Take the lines below beginning at the line that has "apply(&mut self.empty_attributes);" and stopping after the line that has "separators) at a local offset", and print them exactly as they are, with no other lines.

______________________________

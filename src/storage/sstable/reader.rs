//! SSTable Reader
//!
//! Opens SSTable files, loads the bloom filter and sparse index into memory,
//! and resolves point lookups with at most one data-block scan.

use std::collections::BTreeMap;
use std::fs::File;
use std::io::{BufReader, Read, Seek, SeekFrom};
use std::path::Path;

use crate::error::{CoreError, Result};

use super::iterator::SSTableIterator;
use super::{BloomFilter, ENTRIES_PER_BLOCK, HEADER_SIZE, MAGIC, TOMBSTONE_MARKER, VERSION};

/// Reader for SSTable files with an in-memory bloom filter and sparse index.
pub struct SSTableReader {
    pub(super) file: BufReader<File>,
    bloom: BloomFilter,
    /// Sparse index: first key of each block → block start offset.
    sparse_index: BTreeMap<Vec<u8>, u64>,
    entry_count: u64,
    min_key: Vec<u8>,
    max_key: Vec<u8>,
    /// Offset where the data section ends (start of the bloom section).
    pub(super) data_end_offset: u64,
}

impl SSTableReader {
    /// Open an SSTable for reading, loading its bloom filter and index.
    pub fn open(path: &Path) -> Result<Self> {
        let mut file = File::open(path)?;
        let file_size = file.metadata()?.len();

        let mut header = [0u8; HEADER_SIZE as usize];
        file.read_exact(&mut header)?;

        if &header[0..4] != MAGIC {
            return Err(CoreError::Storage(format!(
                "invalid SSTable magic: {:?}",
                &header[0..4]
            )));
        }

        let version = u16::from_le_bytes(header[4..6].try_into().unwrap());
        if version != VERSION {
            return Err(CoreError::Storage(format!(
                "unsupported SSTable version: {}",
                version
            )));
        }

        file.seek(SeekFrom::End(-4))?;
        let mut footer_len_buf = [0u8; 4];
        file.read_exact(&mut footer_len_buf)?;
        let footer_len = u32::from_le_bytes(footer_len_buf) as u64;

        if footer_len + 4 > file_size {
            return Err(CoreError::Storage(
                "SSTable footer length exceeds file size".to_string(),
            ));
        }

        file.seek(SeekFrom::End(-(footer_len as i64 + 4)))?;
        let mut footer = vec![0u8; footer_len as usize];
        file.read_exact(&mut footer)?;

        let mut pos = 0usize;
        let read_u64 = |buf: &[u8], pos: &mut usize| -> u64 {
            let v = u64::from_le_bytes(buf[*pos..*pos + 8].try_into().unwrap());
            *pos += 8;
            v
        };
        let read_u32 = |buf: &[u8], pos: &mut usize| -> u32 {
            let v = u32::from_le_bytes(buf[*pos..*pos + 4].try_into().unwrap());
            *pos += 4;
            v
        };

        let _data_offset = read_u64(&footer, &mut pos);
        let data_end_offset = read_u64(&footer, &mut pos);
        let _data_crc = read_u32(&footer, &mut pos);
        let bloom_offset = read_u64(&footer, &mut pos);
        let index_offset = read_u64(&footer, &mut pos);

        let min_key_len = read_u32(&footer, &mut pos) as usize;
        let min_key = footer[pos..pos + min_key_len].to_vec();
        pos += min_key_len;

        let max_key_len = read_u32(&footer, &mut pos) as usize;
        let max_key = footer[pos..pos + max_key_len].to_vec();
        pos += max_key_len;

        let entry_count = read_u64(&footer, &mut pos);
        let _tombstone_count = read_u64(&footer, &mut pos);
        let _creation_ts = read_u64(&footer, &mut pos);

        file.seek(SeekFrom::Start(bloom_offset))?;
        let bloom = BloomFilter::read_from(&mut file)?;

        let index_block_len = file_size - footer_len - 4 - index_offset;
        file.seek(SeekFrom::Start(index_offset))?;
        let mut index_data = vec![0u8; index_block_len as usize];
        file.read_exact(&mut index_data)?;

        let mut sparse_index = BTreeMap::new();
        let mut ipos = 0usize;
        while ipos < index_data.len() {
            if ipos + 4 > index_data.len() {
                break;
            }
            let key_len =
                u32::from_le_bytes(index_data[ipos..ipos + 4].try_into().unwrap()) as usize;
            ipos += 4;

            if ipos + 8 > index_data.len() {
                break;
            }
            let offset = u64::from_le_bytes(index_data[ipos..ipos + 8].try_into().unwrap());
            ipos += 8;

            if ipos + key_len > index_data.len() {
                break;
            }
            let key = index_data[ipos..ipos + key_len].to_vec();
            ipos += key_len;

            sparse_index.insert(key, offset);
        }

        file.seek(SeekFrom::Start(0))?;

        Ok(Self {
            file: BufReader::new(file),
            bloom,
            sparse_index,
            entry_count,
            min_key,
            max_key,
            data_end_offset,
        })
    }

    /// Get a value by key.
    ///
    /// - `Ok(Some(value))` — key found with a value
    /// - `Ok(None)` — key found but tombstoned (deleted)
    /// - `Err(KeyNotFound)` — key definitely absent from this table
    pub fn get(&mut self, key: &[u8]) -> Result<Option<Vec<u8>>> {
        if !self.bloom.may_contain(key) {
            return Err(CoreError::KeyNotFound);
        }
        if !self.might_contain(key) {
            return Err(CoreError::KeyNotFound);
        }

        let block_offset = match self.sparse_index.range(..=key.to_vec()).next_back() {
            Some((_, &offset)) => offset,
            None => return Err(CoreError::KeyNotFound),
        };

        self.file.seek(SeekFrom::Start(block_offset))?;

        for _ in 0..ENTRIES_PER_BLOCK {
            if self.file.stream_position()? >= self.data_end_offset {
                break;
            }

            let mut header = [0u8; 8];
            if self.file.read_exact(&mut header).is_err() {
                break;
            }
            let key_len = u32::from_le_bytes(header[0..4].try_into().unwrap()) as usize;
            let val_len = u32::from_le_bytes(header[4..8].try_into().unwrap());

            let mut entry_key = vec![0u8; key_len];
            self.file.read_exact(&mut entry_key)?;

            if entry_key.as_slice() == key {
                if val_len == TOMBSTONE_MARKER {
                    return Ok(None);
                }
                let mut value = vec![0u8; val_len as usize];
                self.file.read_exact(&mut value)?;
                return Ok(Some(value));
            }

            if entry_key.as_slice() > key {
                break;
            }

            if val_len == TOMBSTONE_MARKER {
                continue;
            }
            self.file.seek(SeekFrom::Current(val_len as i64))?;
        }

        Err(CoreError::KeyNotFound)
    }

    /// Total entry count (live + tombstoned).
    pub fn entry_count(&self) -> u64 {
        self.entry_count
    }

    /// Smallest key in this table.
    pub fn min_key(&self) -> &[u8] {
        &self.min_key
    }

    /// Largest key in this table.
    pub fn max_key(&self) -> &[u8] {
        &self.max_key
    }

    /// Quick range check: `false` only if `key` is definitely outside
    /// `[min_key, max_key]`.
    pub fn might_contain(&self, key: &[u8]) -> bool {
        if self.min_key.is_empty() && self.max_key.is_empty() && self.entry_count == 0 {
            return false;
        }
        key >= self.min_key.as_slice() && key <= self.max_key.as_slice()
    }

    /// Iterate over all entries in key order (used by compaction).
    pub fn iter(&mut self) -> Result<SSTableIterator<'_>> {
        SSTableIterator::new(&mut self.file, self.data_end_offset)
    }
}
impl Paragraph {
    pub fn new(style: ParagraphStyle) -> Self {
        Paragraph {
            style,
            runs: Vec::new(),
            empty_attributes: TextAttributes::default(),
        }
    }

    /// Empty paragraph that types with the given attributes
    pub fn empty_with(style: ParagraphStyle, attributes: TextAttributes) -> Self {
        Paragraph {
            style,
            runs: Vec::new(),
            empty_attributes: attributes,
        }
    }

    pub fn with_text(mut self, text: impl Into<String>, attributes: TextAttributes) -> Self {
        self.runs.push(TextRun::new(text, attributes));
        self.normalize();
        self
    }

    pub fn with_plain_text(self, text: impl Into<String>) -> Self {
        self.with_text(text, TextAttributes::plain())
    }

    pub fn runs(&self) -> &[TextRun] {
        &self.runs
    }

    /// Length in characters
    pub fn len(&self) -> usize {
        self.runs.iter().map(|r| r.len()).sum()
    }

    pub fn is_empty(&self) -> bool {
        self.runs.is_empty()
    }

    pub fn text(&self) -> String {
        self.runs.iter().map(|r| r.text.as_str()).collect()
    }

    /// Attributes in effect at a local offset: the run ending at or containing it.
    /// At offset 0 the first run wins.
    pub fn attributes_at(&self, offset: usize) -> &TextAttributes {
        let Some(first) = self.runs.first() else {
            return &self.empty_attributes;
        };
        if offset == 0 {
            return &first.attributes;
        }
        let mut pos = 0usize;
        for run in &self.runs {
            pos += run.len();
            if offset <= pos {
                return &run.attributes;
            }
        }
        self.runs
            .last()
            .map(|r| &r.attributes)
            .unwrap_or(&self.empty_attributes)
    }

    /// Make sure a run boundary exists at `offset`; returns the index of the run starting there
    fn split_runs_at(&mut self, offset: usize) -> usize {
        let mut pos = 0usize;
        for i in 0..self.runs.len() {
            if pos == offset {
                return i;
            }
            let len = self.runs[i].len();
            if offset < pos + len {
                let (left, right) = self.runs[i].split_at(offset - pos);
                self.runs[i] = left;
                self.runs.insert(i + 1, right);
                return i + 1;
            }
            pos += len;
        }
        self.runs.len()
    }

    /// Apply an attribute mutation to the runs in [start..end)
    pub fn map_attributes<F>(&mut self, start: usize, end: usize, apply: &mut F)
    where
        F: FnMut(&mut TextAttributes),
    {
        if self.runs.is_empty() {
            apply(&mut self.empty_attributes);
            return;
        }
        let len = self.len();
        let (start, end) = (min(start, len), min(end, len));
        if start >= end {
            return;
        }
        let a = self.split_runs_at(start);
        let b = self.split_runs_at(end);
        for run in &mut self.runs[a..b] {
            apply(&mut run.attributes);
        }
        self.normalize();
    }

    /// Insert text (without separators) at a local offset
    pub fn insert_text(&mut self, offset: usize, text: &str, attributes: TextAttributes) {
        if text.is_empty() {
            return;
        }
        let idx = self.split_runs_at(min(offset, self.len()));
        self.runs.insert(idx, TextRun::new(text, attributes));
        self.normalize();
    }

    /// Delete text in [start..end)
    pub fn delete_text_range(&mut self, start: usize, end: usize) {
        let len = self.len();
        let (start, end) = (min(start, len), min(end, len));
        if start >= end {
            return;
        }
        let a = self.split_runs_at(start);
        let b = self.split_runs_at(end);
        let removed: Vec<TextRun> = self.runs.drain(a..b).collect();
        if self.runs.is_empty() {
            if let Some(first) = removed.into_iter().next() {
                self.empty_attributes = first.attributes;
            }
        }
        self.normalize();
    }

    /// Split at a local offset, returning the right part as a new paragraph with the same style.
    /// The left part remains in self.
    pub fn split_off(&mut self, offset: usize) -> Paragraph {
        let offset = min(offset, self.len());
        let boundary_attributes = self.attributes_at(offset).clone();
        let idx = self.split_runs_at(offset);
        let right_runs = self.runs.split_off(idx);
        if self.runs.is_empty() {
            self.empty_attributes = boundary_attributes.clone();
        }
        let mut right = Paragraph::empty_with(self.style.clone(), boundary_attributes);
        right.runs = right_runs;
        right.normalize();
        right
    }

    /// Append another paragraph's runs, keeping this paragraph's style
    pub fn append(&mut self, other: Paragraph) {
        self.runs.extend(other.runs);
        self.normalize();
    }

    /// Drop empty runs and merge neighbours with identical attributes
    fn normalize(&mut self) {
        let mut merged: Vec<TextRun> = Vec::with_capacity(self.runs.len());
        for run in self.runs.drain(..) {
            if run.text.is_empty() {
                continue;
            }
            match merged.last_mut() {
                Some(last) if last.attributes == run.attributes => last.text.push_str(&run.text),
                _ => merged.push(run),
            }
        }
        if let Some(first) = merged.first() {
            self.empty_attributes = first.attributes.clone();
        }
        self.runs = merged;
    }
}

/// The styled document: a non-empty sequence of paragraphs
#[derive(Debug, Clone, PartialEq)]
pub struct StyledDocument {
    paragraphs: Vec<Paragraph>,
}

______________________________

§ **TASK ANSWER**:
            apply(&mut self.empty_attributes);
            return;
        }
        let len = self.len();
        let (start, end) = (min(start, len), min(end, len));
        if start >= end {
            return;
        }
        let a = self.split_runs_at(start);
        let b = self.split_runs_at(end);
        for run in &mut self.runs[a..b] {
            apply(&mut run.attributes);
        }
        self.normalize();
    }

    /// Insert text (without separators) at a local offset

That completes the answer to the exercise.